Amid this, the country has provided fertile turf for various groups of jihadists. On December 6th an offshoot of Islamic State (IS) said it was responsible for the bomb that killed Jaafar Muhammad Saad, the governor of the southern city of Aden. The government recently won back Aden from the Houthis, but its motley crew of allied fighters has failed to secure the place. Officials who hoped to govern from the port city have been too scared to make more than brief visits.

The main group that now claims to hold the IS franchise in Yemen is relatively new, but it has carried out a string of suicide bombings against both the internationally recognised government and the Houthis. It has filled the vacuum left by the decline of Yemen’s longer-established Sunni terrorists, al-Qaeda in the Arabian Peninsula (AQAP).

The most potent remaining franchise of al-Qaeda was dealt a blow by the killing of its leader, Nasir al-Wuhayshi, by an American drone in June. Yet although their commander is no more, the jihadists are far from finished. AQAP has recently seized two southern cities, including Zinjibar, the capital of Abyan governorate, only 50km north-east of Aden.

In a little over nine months of war Yemen has gone from terrible to worse. The death toll is now thought to have passed 6,000 and food, always in short supply, is getting scarcer. Roads, schools, shops and houses have been destroyed in battle or bombed to rubble. Aid workers complain that their warnings fall on deaf ears, and the international coalition is making things worse.

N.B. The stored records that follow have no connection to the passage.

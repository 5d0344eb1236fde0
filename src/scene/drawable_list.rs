use std::sync::Arc;

use glam::Mat4;

use crate::context::RenderContext;

use super::Drawable;

/// Drawables collected by one cull pass, in cull order.
#[derive(Default)]
pub struct DrawableList {
    entries: Vec<(Arc<dyn Drawable>, Mat4)>,
}

impl DrawableList {
    pub fn new() -> Self {
        Self::default()
    }

    pub fn add_drawable(&mut self, drawable: Arc<dyn Drawable>, transform: Mat4) {
        self.entries.push((drawable, transform));
    }

    pub fn len(&self) -> usize {
        self.entries.len()
    }

    pub fn is_empty(&self) -> bool {
        self.entries.is_empty()
    }

    /// Draw every entry and return how many actually drew.
    pub fn draw(&self, ctx: &RenderContext) -> usize {
        self.entries
            .iter()
            .filter(|(drawable, transform)| drawable.draw(ctx, transform))
            .count()
    }

    pub fn reset(&mut self) {
        self.entries.clear();
    }
}

impl std::fmt::Debug for DrawableList {
    fn fmt(&self, f: &mut std::fmt::Formatter<'_>) -> std::fmt::Result {
        f.debug_struct("DrawableList")
            .field("len", &self.entries.len())
            .finish()
    }
}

On December 3rd Doctors without Borders, a medical charity, said the Saudis had bombed one of its mobile health clinics in Taiz, Yemen’s third city. In a sign of frustration with the Saudi campaign, Germany’s foreign-intelligence agency criticised the kingdom directly.

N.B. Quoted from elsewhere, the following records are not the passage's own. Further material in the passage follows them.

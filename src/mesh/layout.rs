//! Vertex layout definitions for assembled meshes.
//!
//! Assembled meshes use a single interleaved buffer. Each record is
//!
//! ```text
//! offset  0: position  Float3
//! offset 12: normal    Float3
//! offset 24: texcoord  Float2 | Float3   (only when a texture is bound)
//! ```
//!
//! so the stride is 24, 32 or 36 bytes depending on the bound render state.

/// Semantic meaning of a vertex attribute.
#[derive(Debug, Clone, Copy, PartialEq, Eq, Hash)]
pub enum VertexAttributeSemantic {
    /// Vertex position (float3).
    Position,
    /// Vertex normal (float3).
    Normal,
    /// Texture coordinates (float2, or float3 for cube maps).
    TexCoord0,
}

/// Format of a vertex attribute.
#[derive(Debug, Clone, Copy, PartialEq, Eq, Hash)]
pub enum VertexAttributeFormat {
    /// Two 32-bit floats.
    Float2,
    /// Three 32-bit floats.
    Float3,
}

impl VertexAttributeFormat {
    /// Get the size in bytes of this format.
    pub fn size(&self) -> usize {
        match self {
            Self::Float2 => 8,
            Self::Float3 => 12,
        }
    }

    /// Number of `f32` components.
    pub fn components(&self) -> usize {
        self.size() / 4
    }
}

/// Number of texture coordinate components a draw needs.
#[derive(Debug, Clone, Copy, PartialEq, Eq, Hash, Default)]
pub enum UvDimension {
    /// `(u, v)` for 2D textures.
    #[default]
    Planar,
    /// `(s, t, r)` direction for cube maps.
    Cube,
}

impl UvDimension {
    pub fn components(&self) -> usize {
        match self {
            Self::Planar => 2,
            Self::Cube => 3,
        }
    }

    pub fn format(&self) -> VertexAttributeFormat {
        match self {
            Self::Planar => VertexAttributeFormat::Float2,
            Self::Cube => VertexAttributeFormat::Float3,
        }
    }
}

/// What the bound render state needs from the vertex stream.
#[derive(Debug, Clone, Copy, PartialEq, Eq, Hash, Default)]
pub struct VertexCapabilities {
    pub has_texture: bool,
    pub uv_dimension: UvDimension,
}

impl VertexCapabilities {
    /// Capabilities of an untextured draw.
    pub const UNTEXTURED: Self = Self {
        has_texture: false,
        uv_dimension: UvDimension::Planar,
    };

    pub fn textured(uv_dimension: UvDimension) -> Self {
        Self {
            has_texture: true,
            uv_dimension,
        }
    }

    /// Bytes per interleaved vertex record.
    pub fn stride(&self) -> usize {
        let uv = if self.has_texture {
            self.uv_dimension.format().size()
        } else {
            0
        };
        VertexAttributeFormat::Float3.size() * 2 + uv
    }

    /// Layout of the interleaved record.
    pub fn layout(&self) -> VertexLayout {
        let mut layout = VertexLayout::new()
            .with_attribute(VertexAttribute::new(
                VertexAttributeSemantic::Position,
                VertexAttributeFormat::Float3,
                0,
            ))
            .with_attribute(VertexAttribute::new(
                VertexAttributeSemantic::Normal,
                VertexAttributeFormat::Float3,
                12,
            ));
        if self.has_texture {
            layout = layout.with_attribute(VertexAttribute::new(
                VertexAttributeSemantic::TexCoord0,
                self.uv_dimension.format(),
                24,
            ));
        }
        layout
    }
}

/// A single vertex attribute description.
#[derive(Debug, Clone, PartialEq, Eq, Hash)]
pub struct VertexAttribute {
    /// Semantic meaning of this attribute.
    pub semantic: VertexAttributeSemantic,
    /// Data format of this attribute.
    pub format: VertexAttributeFormat,
    /// Byte offset within the vertex record.
    pub offset: u32,
}

impl VertexAttribute {
    /// Create a new vertex attribute.
    pub fn new(semantic: VertexAttributeSemantic, format: VertexAttributeFormat, offset: u32) -> Self {
        Self {
            semantic,
            format,
            offset,
        }
    }
}

/// Interleaved vertex layout.
#[derive(Debug, Clone, PartialEq, Eq, Hash, Default)]
pub struct VertexLayout {
    pub attributes: Vec<VertexAttribute>,
}

impl VertexLayout {
    /// Create an empty vertex layout.
    pub fn new() -> Self {
        Self::default()
    }

    /// Add an attribute to this layout.
    pub fn with_attribute(mut self, attribute: VertexAttribute) -> Self {
        self.attributes.push(attribute);
        self
    }

    /// Find an attribute by semantic.
    pub fn find_attribute(&self, semantic: VertexAttributeSemantic) -> Option<&VertexAttribute> {
        self.attributes.iter().find(|a| a.semantic == semantic)
    }

    /// Check if this layout has an attribute with the given semantic.
    pub fn has_semantic(&self, semantic: VertexAttributeSemantic) -> bool {
        self.find_attribute(semantic).is_some()
    }

    /// Record size implied by the attributes.
    pub fn stride(&self) -> usize {
        self.attributes
            .iter()
            .map(|a| a.offset as usize + a.format.size())
            .max()
            .unwrap_or(0)
    }
}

All parties are under pressure to go to UN-run peace talks on December 15th. But prospects for peace are dim. Past rounds of these talks have led to nothing. There have been no signs of willingness to offer goodwill measures, such as the Houthis releasing prisoners or the coalition lifting its blockade on the country. The fighting for Taiz continues. “The parties to the war know how to destroy things,” says Farea al-Muslimi of the Carnegie Middle East Centre, a think-tank in Beirut. “But not how to govern.”